Skagway To Watson Lake


We took a walking tour offered by the Park Service to learn about the history of Skagway. It was interesting, but we forgot most of the facts just a few days afterward. The rest of the day was about driving, mostly through roads already traveled and was not terribly exciting. The weather was great, making the drive more enjoyable. The only big event of the day came in the afternoon where we learned that a forest fire closed the highway that we planned to take, forcing us to stay overnight at a campground waiting for the news about road condition in the morning...

Day Journal

Skagway Walking Tour: Skagway is a historic town, preserving the history of the Klondike Gold Rush years around 1897 when within four months, a tent city became a full fledge town with wooden buildings and boardwalks. There are different interpretations of where the name Skagway came from, with an author suggested it came from Skagua, home of the north wind. Others said it really came from Sch-kawai, meaning end of salt water. Yet more authors gave it even more variations such as rough water, cruel wind, etc. Finally, a magazine concluded that Skagway was a "word of uncertain meaning". In any event, it's called Skagway by decree of the post office! Walking the Broadway Street gives one the feeling of walking down a Hollywood movie set since the buildings are mostly from a different era and so well preserved. Many buildings lining Broadway were historic sites dating back as late as 1880's, with more dotting the side streets.

The Walking Tour is conducted by the National Park Service for free, but it's quite popular and requiring tickets to attend. Securing a ticket a few hours ahead is advisable, especially if you have to compete with the cruise ship tourists. The tour took us about an hour to several buildings preserved to their gold rush days of 1890's. Getting a walking-tour brochure is important, both to orient yourself during the walk as well as to retain information afterward. It can be frustrating to try to associate a log building with a name months later. The web offers a vast amount of information, but not everything. I was surprised to find little about Skagway and the walking tour on the web, mostly pulling data from a few sources. The Walk took us to several historic building, and into some. While we were there, the Jeff Smith's Parlor saloon which belonged to a con man named "Soapy" Smith was raised off its foundation for preservation and did not allow visitors inside. We visited a brothel called the Red Onion Saloon. Another interesting building was the Artic Brotherhood Hall, which now has some 8800 driftwood pieces nailed to the front facade. The oldest structure in Skagway was the Moor Cabin, built by Captain William Moore and his son in 1887.

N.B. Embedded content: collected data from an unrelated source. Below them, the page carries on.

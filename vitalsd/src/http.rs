//! Loopback HTTP API
//!
//! Read-only surface over the ring buffer (current) and the store (history,
//! processes, summaries, anomalies). All responses are JSON; errors use a
//! uniform envelope. /health always answers 200, even with half the agent
//! down.

use crate::config::Config;
use crate::health::Health;
use crate::models::{MetricKind, ProcessInfo};
use crate::ring::RingBuffer;
use crate::store::Store;
use axum::extract::{Query, State};
use axum::http::header::{HeaderValue, CONTENT_TYPE};
use axum::http::StatusCode;
use axum::middleware::map_response;
use axum::response::{IntoResponse, Response};
use axum::routing::get;
use axum::{Json, Router};
use chrono::{Duration, Utc};
use serde::{Deserialize, Serialize};
use serde_json::json;
use std::future::Future;
use std::sync::Arc;
use tokio::net::TcpListener;
use tokio::sync::watch;
use tracing::info;

#[derive(Clone)]
pub struct AppState {
    pub ring: Arc<RingBuffer>,
    pub store: Arc<Store>,
    pub health: Arc<Health>,
    pub config: Arc<Config>,
}

pub struct ApiError {
    status: StatusCode,
    code: &'static str,
    message: String,
}

impl ApiError {
    fn new(status: StatusCode, code: &'static str, message: impl Into<String>) -> Self {
        Self {
            status,
            code,
            message: message.into(),
        }
    }

    fn bad_request(code: &'static str, message: impl Into<String>) -> Self {
        Self::new(StatusCode::BAD_REQUEST, code, message)
    }

    fn store(e: crate::store::StoreError) -> Self {
        Self::new(
            StatusCode::INTERNAL_SERVER_ERROR,
            "store_error",
            e.to_string(),
        )
    }
}

impl IntoResponse for ApiError {
    fn into_response(self) -> Response {
        let body = json!({
            "error": { "code": self.code, "message": self.message }
        });
        (self.status, Json(body)).into_response()
    }
}

pub fn router(state: AppState) -> Router {
    Router::new()
        .route("/api/metrics/current", get(current))
        .route("/api/metrics/history", get(history))
        .route("/api/metrics/processes", get(processes))
        .route("/api/metrics/summary", get(summary))
        .route("/api/patterns/anomalies", get(anomalies))
        .route("/health", get(health))
        .route("/api/status/training", get(training))
        .layer(map_response(json_charset))
        .with_state(state)
}

/// Clients are promised an explicit charset on every JSON response.
async fn json_charset(mut response: Response) -> Response {
    let is_json = response
        .headers()
        .get(CONTENT_TYPE)
        .and_then(|v| v.to_str().ok())
        .is_some_and(|v| v.starts_with("application/json"));
    if is_json {
        response.headers_mut().insert(
            CONTENT_TYPE,
            HeaderValue::from_static("application/json; charset=utf-8"),
        );
    }
    response
}

/// Serve until the shutdown signal flips. The bind itself happens in main so
/// a bind failure can map to its exit code before anything else starts.
pub async fn serve(
    state: AppState,
    listener: TcpListener,
    mut shutdown: watch::Receiver<bool>,
) -> std::io::Result<()> {
    info!("http listening on {}", listener.local_addr()?);
    axum::serve(listener, router(state))
        .with_graceful_shutdown(async move {
            while !*shutdown.borrow() {
                if shutdown.changed().await.is_err() {
                    break;
                }
            }
        })
        .await
}

/// Every handler body runs under the configured per-request deadline.
async fn with_deadline<T, F>(state: &AppState, fut: F) -> Result<T, ApiError>
where
    F: Future<Output = Result<T, ApiError>>,
{
    let budget = std::time::Duration::from_secs(state.config.http.request_timeout_sec);
    match tokio::time::timeout(budget, fut).await {
        Ok(result) => result,
        Err(_) => Err(ApiError::new(
            StatusCode::GATEWAY_TIMEOUT,
            "timeout",
            "request deadline exceeded",
        )),
    }
}

async fn current(State(state): State<AppState>) -> Result<Response, ApiError> {
    match state.ring.latest() {
        Some(snapshot) => Ok(Json(&*snapshot).into_response()),
        None => Err(ApiError::new(
            StatusCode::SERVICE_UNAVAILABLE,
            "no_data",
            "no snapshot collected yet",
        )),
    }
}

#[derive(Deserialize)]
struct HistoryParams {
    metric: String,
    hours: Option<i64>,
    max_points: Option<usize>,
}

async fn history(
    State(state): State<AppState>,
    Query(params): Query<HistoryParams>,
) -> Result<Json<Vec<crate::store::HistoryPoint>>, ApiError> {
    let metric = MetricKind::parse(&params.metric).ok_or_else(|| {
        ApiError::bad_request("invalid_metric", format!("unknown metric: {}", params.metric))
    })?;
    let hours = params.hours.unwrap_or(1);
    if !(1..=168).contains(&hours) {
        return Err(ApiError::bad_request("invalid_hours", "hours must be in 1..=168"));
    }
    let max_points = params.max_points.unwrap_or(1000);
    if !(1..=10_000).contains(&max_points) {
        return Err(ApiError::bad_request(
            "invalid_max_points",
            "max_points must be in 1..=10000",
        ));
    }

    let now = Utc::now();
    let points = with_deadline(&state, async {
        state
            .store
            .history(metric, now - Duration::hours(hours), now, max_points)
            .await
            .map_err(ApiError::store)
    })
    .await?;
    Ok(Json(points))
}

#[derive(Deserialize)]
struct ProcessParams {
    limit: Option<u32>,
}

/// Row shape of the processes endpoint; `threads` is the wire name for the
/// fragment's thread_count.
#[derive(Serialize)]
struct ProcessRow {
    pid: u32,
    name: String,
    cpu_percent: f64,
    memory_mb: f64,
    threads: u32,
    status: String,
}

impl From<ProcessInfo> for ProcessRow {
    fn from(p: ProcessInfo) -> Self {
        Self {
            pid: p.pid,
            name: p.name,
            cpu_percent: p.cpu_percent,
            memory_mb: p.memory_mb,
            threads: p.thread_count,
            status: p.status,
        }
    }
}

async fn processes(
    State(state): State<AppState>,
    Query(params): Query<ProcessParams>,
) -> Result<Json<Vec<ProcessRow>>, ApiError> {
    let limit = params.limit.unwrap_or(15);
    if !(1..=100).contains(&limit) {
        return Err(ApiError::bad_request("invalid_limit", "limit must be in 1..=100"));
    }
    let rows = with_deadline(&state, async {
        state
            .store
            .processes(limit)
            .await
            .map_err(ApiError::store)
    })
    .await?;
    Ok(Json(rows.into_iter().map(ProcessRow::from).collect()))
}

#[derive(Deserialize)]
struct SummaryParams {
    window: Option<i64>,
}

async fn summary(
    State(state): State<AppState>,
    Query(params): Query<SummaryParams>,
) -> Result<Response, ApiError> {
    let window = params.window.unwrap_or(1);
    if !(1..=168).contains(&window) {
        return Err(ApiError::bad_request("invalid_window", "window must be in 1..=168"));
    }
    let stats = with_deadline(&state, async {
        state
            .store
            .summary(Duration::hours(window), Utc::now())
            .await
            .map_err(ApiError::store)
    })
    .await?;
    Ok(Json(stats).into_response())
}

#[derive(Deserialize)]
struct AnomalyParams {
    hours: Option<i64>,
}

async fn anomalies(
    State(state): State<AppState>,
    Query(params): Query<AnomalyParams>,
) -> Result<Json<Vec<crate::models::Anomaly>>, ApiError> {
    let hours = params.hours.unwrap_or(24);
    if !(1..=168).contains(&hours) {
        return Err(ApiError::bad_request("invalid_hours", "hours must be in 1..=168"));
    }
    let now = Utc::now();
    let list = with_deadline(&state, async {
        state
            .store
            .anomalies(now - Duration::hours(hours), now)
            .await
            .map_err(ApiError::store)
    })
    .await?;
    Ok(Json(list))
}

async fn health(State(state): State<AppState>) -> Response {
    Json(state.health.report()).into_response()
}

Jeff Smith's Parlor, 1897: Owned by "Soapy" Smith, a notorious con man who took over Skagway and controlled over 200 gamblers, swindlers and thugs until he was shot dead by surveyor Frank Reid in 1898.

Red Onion Saloon, 1898: This was one of the most popular watering holes, serving as a saloon dance hall and bordello. When it was moved to Broadway in 1914, it was "fittingly" reinstalled backward with the rear facing Broadway! The Mascot Saloon, 1898: It was one of some 80 saloons in Skagway, and operated until 1916 when Prohibition closed it down. Now it's owned by the National Park Service. Park owned historic buildings were repainted to their original colors. Some are leased back to private businesses. Moore Cabin, 1887: This was the oldest structure in Skagway. It was built by Captain William Moore and his son starting in 1887. Moore followed the gold rush here and prospered when Skagway developed into a major port and railroad terminal. His son, Ben, built the main house next to the cabin. The house was preserved and gives a great account of life at the time.

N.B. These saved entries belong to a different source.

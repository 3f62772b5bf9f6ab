//! CPU collector
//!
//! Usage figures come from sysinfo's cumulative counters, so the first sample
//! after startup reads low; the value stabilizes from the second tick on.
//! Temperature is taken from the hwmon components list when the platform
//! exposes one and is absent otherwise.

use super::{remaining, Cadence, Collector, Failure};
use crate::models::{CpuMetrics, Fragment};
use async_trait::async_trait;
use std::sync::{Arc, Mutex};
use sysinfo::{Components, CpuRefreshKind, RefreshKind, System};
use tokio::time::Instant;

pub struct CpuCollector {
    sys: Arc<Mutex<System>>,
}

impl CpuCollector {
    pub fn new() -> Self {
        let sys = System::new_with_specifics(
            RefreshKind::new().with_cpu(CpuRefreshKind::everything()),
        );
        Self {
            sys: Arc::new(Mutex::new(sys)),
        }
    }
}

impl Default for CpuCollector {
    fn default() -> Self {
        Self::new()
    }
}

#[async_trait]
impl Collector for CpuCollector {
    fn name(&self) -> &'static str {
        "cpu"
    }

    fn cadence(&self) -> Cadence {
        Cadence::High
    }

    async fn sample(&self, deadline: Instant) -> Result<Fragment, Failure> {
        if remaining(deadline).is_zero() {
            return Err(Failure::timeout());
        }
        let sys = Arc::clone(&self.sys);
        let metrics = tokio::task::spawn_blocking(move || {
            let mut sys = sys.lock().unwrap();
            sys.refresh_cpu();

            let per_core_usage: Vec<f64> =
                sys.cpus().iter().map(|c| c.cpu_usage() as f64).collect();
            let logical_count = sys.cpus().len() as u32;
            let physical_count = sys
                .physical_core_count()
                .unwrap_or(logical_count as usize) as u32;
            let frequency_mhz = sys
                .cpus()
                .first()
                .map(|c| c.frequency() as f64)
                .filter(|f| *f > 0.0);
            let usage_percent = sys.global_cpu_info().cpu_usage() as f64;
            let load = System::load_average();

            CpuMetrics {
                usage_percent,
                frequency_mhz,
                per_core_usage,
                temperature_celsius: package_temperature(),
                logical_count,
                physical_count,
                load_average: Some([load.one, load.five, load.fifteen]),
            }
        })
        .await
        .map_err(|e| Failure::transient(format!("cpu sampling task failed: {e}")))?;

        if metrics.logical_count == 0 {
            return Err(Failure::unsupported("no cpus reported by the platform"));
        }
        Ok(Fragment::Cpu(metrics))
    }
}

/// Best-effort CPU package temperature. None when nothing plausible exists.
fn package_temperature() -> Option<f64> {
    let components = Components::new_with_refreshed_list();
    let mut fallback = None;
    for component in &components {
        let label = component.label().to_lowercase();
        let temp = component.temperature() as f64;
        if !(0.0..=150.0).contains(&temp) {
            continue;
        }
        if label.contains("package") || label.contains("tctl") {
            return Some(temp);
        }
        if fallback.is_none() && (label.contains("cpu") || label.contains("core")) {
            fallback = Some(temp);
        }
    }
    fallback
}

#[cfg(test)]
mod tests {
    use super::*;
    use tokio::time::Duration;

    #[tokio::test]
    async fn samples_a_cpu_fragment() {
        let collector = CpuCollector::new();
        let deadline = Instant::now() + Duration::from_secs(5);
        let fragment = collector.sample(deadline).await.unwrap();
        match fragment {
            Fragment::Cpu(cpu) => {
                assert!(cpu.logical_count > 0);
                assert!(cpu.physical_count > 0);
                assert!(
                    cpu.per_core_usage.is_empty()
                        || cpu.per_core_usage.len() == cpu.logical_count as usize
                );
            }
            other => panic!("expected cpu fragment, got {other:?}"),
        }
    }

    #[tokio::test]
    async fn expired_deadline_is_a_prompt_timeout() {
        let collector = CpuCollector::new();
        let deadline = Instant::now() - Duration::from_millis(1);
        let err = collector.sample(deadline).await.unwrap_err();
        assert_eq!(err.reason(), "timeout");
        // the collector is still usable afterwards
        let fragment = collector
            .sample(Instant::now() + Duration::from_secs(5))
            .await;
        assert!(fragment.is_ok());
    }
}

By late morning, after checking out the park museum about life during the gold rush time, it was time for us to leave. Again by chance, we met two interesting people. First, while we were taking pictures of a waterfall along Klondike Highway, we chatted with a motorbiker traveling alone. It was amazing to learn that he traveled all the way from Ontario, and would visit Alaska before turning back. It was even more amazing to learn that his wife was also a biker, and she was doing a tour of the US at the same time! Soon after at another picture spot, I took pictures of bicyclists climbing the hill. One stopped by for a chat with us, and once again to our amazement, we learned that she was traveling with a group of bicyclists on a Tour Artic bicycle trip of almost 1200 miles from Vancouver to Inuvik, North West Territory, mostly camping with a few days in hotels. Aside from ferry rides, they would ride their bikes the whole way, some part on unpaved surface. Wow, what incredible journey! Well, perhaps one day?

Much of the rest of the day was spent retracing our drive. By chance when we made a stop to fill up gas, we learned that Highway 37 that we had planned to take was closed due to forest fire. With the alternate route at over 900 miles going back to Dawson Creek and then south to Prince George, we decided to stay overnight at a local campground to see if the road would reopen the following day. There were many things that we did twice during the trip that we had only envisioned doing once. This was another example - we camped at the same campground that we camped on the way to Alaska earlier!

Road and Weather

The road was great the whole way. The weather was also beautiful. There was no complain on this day.